# [TASK BRIEF]
Set down all of the data again, character for character.

[Stored data entries]
■ ■ ■ ■

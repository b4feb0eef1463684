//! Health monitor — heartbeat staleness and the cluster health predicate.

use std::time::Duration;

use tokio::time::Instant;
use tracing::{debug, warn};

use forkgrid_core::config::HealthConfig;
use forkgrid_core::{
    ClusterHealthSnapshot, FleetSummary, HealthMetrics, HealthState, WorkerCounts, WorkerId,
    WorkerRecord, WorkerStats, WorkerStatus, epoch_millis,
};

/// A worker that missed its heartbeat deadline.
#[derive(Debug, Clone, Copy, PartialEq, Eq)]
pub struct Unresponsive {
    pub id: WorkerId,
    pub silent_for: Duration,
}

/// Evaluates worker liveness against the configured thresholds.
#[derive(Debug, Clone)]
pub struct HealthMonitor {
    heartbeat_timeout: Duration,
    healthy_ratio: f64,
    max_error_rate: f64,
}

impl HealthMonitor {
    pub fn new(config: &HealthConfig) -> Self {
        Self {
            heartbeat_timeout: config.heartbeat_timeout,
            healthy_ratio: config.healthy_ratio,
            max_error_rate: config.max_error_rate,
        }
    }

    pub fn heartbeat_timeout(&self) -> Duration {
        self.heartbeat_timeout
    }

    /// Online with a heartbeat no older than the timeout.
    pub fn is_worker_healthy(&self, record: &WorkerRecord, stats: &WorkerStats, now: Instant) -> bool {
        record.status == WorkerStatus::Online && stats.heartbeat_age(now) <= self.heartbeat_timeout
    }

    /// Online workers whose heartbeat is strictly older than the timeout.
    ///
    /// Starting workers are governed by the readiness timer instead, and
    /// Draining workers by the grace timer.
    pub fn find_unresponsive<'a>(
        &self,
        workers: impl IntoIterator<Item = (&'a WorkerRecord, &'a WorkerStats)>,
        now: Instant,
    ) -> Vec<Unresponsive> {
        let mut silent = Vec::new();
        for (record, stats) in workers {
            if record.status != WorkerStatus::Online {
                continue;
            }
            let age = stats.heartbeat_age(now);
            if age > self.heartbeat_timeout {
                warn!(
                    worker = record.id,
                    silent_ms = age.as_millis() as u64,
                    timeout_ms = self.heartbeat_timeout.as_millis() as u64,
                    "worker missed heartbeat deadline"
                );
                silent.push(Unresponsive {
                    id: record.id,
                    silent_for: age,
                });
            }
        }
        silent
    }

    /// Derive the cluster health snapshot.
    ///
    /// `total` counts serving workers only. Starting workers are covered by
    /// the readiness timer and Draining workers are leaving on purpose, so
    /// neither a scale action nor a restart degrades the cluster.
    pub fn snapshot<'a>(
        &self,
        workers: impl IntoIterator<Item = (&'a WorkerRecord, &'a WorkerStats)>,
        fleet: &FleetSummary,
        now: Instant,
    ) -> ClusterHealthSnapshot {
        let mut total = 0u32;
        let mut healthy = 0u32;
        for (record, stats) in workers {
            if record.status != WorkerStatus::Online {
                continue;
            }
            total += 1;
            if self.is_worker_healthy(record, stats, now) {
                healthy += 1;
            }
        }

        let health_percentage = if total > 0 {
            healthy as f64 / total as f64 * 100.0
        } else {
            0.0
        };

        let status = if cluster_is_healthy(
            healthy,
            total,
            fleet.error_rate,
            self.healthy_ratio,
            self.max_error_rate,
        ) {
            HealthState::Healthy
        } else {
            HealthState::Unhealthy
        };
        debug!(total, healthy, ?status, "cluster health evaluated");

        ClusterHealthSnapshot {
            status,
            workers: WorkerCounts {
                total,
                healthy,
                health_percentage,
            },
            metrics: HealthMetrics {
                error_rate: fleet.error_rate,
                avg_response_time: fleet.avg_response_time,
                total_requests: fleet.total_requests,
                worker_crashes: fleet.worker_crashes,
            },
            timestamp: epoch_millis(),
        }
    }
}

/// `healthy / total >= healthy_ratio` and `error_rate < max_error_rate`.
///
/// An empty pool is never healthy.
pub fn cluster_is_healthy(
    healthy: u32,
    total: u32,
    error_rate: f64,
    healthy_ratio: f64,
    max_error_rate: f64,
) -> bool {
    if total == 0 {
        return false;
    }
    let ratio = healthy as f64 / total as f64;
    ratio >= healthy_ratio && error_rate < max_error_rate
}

■ ■ ■ ■

# [ANSWER BOX]
repository b4feb0eef1463684
//! Health monitor — heartbeat staleness and the cluster health predicate.

use std::time::Duration;

use tokio::time::Instant;
use tracing::{debug, warn};

use forkgrid_core::config::HealthConfig;
use forkgrid_core::{
    ClusterHealthSnapshot, FleetSummary, HealthMetrics, HealthState, WorkerCounts, WorkerId,
    WorkerRecord, WorkerStats, WorkerStatus, epoch_millis,
};

/// A worker that missed its heartbeat deadline.
#[derive(Debug, Clone, Copy, PartialEq, Eq)]
pub struct Unresponsive {
    pub id: WorkerId,
    pub silent_for: Duration,
}

/// Evaluates worker liveness against the configured thresholds.
#[derive(Debug, Clone)]
pub struct HealthMonitor {
    heartbeat_timeout: Duration,
    healthy_ratio: f64,
    max_error_rate: f64,
}

impl HealthMonitor {
    pub fn new(config: &HealthConfig) -> Self {
        Self {
            heartbeat_timeout: config.heartbeat_timeout,
            healthy_ratio: config.healthy_ratio,
            max_error_rate: config.max_error_rate,
        }
    }

    pub fn heartbeat_timeout(&self) -> Duration {
        self.heartbeat_timeout
    }

    /// Online with a heartbeat no older than the timeout.
    pub fn is_worker_healthy(&self, record: &WorkerRecord, stats: &WorkerStats, now: Instant) -> bool {
        record.status == WorkerStatus::Online && stats.heartbeat_age(now) <= self.heartbeat_timeout
    }

    /// Online workers whose heartbeat is strictly older than the timeout.
    ///
    /// Starting workers are governed by the readiness timer instead, and
    /// Draining workers by the grace timer.
    pub fn find_unresponsive<'a>(
        &self,
        workers: impl IntoIterator<Item = (&'a WorkerRecord, &'a WorkerStats)>,
        now: Instant,
    ) -> Vec<Unresponsive> {
        let mut silent = Vec::new();
        for (record, stats) in workers {
            if record.status != WorkerStatus::Online {
                continue;
            }
            let age = stats.heartbeat_age(now);
            if age > self.heartbeat_timeout {
                warn!(
                    worker = record.id,
                    silent_ms = age.as_millis() as u64,
                    timeout_ms = self.heartbeat_timeout.as_millis() as u64,
                    "worker missed heartbeat deadline"
                );
                silent.push(Unresponsive {
                    id: record.id,
                    silent_for: age,
                });
            }
        }
        silent
    }

    /// Derive the cluster health snapshot.
    ///
    /// `total` counts serving workers only. Starting workers are covered by
    /// the readiness timer and Draining workers are leaving on purpose, so
    /// neither a scale action nor a restart degrades the cluster.
    pub fn snapshot<'a>(
        &self,
        workers: impl IntoIterator<Item = (&'a WorkerRecord, &'a WorkerStats)>,
        fleet: &FleetSummary,
        now: Instant,
    ) -> ClusterHealthSnapshot {
        let mut total = 0u32;
        let mut healthy = 0u32;
        for (record, stats) in workers {
            if record.status != WorkerStatus::Online {
                continue;
            }
            total += 1;
            if self.is_worker_healthy(record, stats, now) {
                healthy += 1;
            }
        }

        let health_percentage = if total > 0 {
            healthy as f64 / total as f64 * 100.0
        } else {
            0.0
        };

        let status = if cluster_is_healthy(
            healthy,
            total,
            fleet.error_rate,
            self.healthy_ratio,
            self.max_error_rate,
        ) {
            HealthState::Healthy
        } else {
            HealthState::Unhealthy
        };
        debug!(total, healthy, ?status, "cluster health evaluated");

        ClusterHealthSnapshot {
            status,
            workers: WorkerCounts {
                total,
                healthy,
                health_percentage,
            },
            metrics: HealthMetrics {
                error_rate: fleet.error_rate,
                avg_response_time: fleet.avg_response_time,
                total_requests: fleet.total_requests,
                worker_crashes: fleet.worker_crashes,
            },
            timestamp: epoch_millis(),
        }
    }
}

/// `healthy / total >= healthy_ratio` and `error_rate < max_error_rate`.
///
/// An empty pool is never healthy.
pub fn cluster_is_healthy(
    healthy: u32,
    total: u32,
    error_rate: f64,
    healthy_ratio: f64,
    max_error_rate: f64,
) -> bool {
    if total == 0 {
        return false;
    }
    let ratio = healthy as f64 / total as f64;
    ratio >= healthy_ratio && error_rate < max_error_rate
}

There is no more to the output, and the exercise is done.